Exercise goal — Among the entries below, only the lines starting at the one with "filename src/domain/repositories/team_repository.rs" and ending at the one with "#[async_trait]", both included, are to be printed exactly.

*** Provided entries

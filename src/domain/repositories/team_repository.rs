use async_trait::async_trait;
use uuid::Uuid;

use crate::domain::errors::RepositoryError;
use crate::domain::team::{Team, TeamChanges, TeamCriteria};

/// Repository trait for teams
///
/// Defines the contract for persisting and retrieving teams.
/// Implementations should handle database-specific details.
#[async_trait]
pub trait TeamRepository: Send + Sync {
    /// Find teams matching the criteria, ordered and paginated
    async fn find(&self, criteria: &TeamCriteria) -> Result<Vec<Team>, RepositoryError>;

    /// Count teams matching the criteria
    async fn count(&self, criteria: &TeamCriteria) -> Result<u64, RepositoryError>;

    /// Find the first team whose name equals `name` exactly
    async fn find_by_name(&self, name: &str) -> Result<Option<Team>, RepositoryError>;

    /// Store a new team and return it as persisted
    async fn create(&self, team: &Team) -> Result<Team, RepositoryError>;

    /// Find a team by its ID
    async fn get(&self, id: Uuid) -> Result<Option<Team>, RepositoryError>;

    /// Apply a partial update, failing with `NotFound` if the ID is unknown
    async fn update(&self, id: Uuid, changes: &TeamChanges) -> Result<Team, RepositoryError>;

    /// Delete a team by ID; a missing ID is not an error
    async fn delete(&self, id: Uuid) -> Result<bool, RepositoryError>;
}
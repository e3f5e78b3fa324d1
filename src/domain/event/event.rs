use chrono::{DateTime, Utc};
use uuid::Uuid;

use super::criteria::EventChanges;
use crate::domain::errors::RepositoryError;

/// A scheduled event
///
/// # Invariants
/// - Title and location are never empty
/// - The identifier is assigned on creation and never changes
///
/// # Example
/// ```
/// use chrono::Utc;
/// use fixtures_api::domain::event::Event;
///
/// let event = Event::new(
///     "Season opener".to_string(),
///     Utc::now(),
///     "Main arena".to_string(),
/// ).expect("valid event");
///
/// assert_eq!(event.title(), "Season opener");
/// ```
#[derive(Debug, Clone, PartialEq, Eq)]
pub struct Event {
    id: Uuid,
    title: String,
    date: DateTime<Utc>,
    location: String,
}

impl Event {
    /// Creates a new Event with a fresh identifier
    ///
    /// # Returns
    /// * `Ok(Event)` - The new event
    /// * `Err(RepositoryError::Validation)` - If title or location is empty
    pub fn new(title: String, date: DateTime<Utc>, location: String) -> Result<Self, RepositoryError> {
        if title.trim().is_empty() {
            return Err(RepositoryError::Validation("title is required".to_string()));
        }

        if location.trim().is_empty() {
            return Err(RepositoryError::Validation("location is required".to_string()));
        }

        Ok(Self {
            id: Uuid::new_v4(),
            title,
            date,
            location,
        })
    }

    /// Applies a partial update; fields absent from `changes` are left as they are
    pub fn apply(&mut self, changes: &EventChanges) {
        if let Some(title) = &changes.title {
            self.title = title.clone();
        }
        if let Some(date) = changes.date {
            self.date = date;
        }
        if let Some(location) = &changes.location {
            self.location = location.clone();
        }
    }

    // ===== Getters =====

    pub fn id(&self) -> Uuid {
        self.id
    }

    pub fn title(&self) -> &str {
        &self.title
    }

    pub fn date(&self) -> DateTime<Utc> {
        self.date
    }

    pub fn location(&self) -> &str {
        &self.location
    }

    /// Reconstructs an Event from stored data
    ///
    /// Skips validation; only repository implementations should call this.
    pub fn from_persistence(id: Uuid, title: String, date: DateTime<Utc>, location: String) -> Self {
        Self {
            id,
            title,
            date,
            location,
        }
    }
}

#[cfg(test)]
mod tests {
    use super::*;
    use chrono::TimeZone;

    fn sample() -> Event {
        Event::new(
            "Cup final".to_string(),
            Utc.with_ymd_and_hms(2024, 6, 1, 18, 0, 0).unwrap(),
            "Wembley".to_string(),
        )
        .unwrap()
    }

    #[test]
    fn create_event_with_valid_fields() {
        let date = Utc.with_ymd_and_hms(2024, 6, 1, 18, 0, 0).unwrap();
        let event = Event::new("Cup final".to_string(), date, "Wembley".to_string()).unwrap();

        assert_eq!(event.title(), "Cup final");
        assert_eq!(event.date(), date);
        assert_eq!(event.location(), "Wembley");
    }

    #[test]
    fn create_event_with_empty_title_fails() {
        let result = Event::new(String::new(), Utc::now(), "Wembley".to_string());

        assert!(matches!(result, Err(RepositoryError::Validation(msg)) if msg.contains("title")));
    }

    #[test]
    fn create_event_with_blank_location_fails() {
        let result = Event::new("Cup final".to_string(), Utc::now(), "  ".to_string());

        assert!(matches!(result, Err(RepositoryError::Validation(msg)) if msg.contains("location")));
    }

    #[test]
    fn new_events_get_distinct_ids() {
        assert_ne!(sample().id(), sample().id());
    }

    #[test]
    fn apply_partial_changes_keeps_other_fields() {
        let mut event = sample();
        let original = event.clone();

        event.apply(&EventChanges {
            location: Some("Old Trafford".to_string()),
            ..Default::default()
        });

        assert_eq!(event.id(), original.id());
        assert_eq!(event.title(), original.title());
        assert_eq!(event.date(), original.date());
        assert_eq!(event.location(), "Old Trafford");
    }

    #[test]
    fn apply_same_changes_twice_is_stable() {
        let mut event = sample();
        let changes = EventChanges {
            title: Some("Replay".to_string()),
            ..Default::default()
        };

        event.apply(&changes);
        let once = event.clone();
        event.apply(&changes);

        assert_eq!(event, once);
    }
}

******
*** Provided entries

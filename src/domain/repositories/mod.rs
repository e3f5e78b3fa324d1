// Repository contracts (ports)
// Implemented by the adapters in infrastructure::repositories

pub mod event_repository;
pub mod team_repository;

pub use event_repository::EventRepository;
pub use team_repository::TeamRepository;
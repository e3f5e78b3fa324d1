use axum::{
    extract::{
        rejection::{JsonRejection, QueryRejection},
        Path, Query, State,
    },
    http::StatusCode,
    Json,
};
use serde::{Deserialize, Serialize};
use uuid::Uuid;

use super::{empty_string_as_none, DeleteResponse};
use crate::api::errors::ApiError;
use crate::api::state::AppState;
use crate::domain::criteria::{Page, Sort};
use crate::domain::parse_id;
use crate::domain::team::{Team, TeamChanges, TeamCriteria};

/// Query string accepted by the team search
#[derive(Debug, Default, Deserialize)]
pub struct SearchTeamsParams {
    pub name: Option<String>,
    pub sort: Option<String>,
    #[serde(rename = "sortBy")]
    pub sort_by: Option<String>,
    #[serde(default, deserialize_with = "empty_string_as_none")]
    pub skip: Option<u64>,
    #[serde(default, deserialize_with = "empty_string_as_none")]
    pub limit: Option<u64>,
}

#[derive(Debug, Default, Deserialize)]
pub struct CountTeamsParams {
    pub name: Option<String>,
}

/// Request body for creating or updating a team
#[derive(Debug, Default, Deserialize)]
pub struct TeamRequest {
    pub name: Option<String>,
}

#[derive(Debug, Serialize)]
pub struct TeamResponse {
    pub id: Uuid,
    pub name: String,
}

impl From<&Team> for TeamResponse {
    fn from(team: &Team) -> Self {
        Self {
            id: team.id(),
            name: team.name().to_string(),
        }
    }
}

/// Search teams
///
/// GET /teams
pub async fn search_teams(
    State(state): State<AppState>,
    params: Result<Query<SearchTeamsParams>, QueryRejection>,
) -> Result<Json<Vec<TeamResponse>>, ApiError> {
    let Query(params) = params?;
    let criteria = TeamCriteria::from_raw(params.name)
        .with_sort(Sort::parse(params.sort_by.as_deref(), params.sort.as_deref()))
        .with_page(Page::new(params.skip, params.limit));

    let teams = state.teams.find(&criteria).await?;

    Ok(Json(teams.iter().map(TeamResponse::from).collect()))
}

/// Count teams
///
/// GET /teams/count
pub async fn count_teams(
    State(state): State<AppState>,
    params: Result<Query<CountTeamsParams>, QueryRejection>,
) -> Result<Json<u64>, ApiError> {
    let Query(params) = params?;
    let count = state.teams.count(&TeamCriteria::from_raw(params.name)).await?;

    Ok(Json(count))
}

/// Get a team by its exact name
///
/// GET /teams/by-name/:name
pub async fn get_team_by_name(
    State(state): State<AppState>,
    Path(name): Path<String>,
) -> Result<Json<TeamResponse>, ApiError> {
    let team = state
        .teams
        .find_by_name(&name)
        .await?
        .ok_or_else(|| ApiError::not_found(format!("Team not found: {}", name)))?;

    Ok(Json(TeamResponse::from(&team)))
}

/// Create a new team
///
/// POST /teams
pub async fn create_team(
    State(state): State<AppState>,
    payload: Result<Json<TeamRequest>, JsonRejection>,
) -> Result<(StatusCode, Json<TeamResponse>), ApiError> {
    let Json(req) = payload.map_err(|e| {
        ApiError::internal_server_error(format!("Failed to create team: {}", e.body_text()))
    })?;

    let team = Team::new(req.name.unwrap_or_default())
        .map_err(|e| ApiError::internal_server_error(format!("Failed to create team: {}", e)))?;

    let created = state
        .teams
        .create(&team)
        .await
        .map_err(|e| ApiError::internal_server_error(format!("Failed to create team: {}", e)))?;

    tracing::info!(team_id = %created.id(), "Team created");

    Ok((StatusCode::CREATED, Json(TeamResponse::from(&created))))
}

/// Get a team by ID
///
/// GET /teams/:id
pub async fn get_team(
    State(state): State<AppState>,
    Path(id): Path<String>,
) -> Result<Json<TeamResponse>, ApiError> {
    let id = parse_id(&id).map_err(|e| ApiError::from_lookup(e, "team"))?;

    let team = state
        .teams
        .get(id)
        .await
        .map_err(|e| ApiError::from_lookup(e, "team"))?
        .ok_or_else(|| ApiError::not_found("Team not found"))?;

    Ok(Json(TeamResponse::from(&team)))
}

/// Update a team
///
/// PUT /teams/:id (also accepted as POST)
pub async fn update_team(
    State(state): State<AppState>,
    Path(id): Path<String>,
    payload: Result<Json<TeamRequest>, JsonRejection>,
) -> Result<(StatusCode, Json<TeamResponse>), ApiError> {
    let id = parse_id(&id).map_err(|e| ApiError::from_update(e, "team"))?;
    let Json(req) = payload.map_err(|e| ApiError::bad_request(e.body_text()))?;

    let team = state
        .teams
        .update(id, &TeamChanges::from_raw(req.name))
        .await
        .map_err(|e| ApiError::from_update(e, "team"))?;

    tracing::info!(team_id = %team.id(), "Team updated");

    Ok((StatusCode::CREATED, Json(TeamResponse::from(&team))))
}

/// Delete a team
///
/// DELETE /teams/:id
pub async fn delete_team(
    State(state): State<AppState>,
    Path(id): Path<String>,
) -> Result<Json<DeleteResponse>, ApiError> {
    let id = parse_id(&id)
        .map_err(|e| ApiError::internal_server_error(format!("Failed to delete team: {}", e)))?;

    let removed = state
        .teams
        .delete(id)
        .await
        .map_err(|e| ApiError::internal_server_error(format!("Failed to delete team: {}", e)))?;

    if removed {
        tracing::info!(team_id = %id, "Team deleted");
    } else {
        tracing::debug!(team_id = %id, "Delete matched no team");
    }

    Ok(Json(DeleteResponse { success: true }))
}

******
*** Provided entries

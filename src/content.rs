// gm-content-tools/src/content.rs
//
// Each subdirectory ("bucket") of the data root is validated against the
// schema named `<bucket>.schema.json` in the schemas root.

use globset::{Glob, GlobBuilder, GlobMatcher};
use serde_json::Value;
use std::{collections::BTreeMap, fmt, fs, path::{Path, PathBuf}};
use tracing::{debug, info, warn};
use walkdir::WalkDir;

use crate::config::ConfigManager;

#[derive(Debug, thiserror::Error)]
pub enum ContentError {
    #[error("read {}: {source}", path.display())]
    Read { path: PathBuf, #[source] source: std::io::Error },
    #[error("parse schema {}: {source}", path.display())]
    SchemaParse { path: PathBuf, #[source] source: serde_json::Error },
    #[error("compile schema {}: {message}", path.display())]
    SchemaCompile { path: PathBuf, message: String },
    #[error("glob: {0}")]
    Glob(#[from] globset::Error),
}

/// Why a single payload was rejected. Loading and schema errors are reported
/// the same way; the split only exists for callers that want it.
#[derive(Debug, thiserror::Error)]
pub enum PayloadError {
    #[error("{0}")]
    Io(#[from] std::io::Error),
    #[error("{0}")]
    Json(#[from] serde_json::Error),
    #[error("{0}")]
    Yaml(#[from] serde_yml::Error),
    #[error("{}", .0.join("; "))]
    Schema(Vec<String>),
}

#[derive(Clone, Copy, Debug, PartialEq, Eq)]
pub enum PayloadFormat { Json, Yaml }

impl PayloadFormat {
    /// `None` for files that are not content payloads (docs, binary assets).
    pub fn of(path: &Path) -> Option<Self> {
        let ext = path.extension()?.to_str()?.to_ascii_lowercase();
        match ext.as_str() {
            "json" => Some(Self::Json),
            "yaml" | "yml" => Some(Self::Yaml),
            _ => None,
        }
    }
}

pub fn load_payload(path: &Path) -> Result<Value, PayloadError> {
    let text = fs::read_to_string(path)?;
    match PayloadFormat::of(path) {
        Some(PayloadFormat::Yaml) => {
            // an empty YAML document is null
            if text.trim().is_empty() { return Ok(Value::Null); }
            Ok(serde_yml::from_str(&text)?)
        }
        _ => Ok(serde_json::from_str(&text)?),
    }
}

******

Written solution —
filename src/domain/repositories/team_repository.rs
use async_trait::async_trait;
use uuid::Uuid;

use crate::domain::errors::RepositoryError;
use crate::domain::team::{Team, TeamChanges, TeamCriteria};

/// Repository trait for teams
///
/// Defines the contract for persisting and retrieving teams.
/// Implementations should handle database-specific details.
#[async_trait]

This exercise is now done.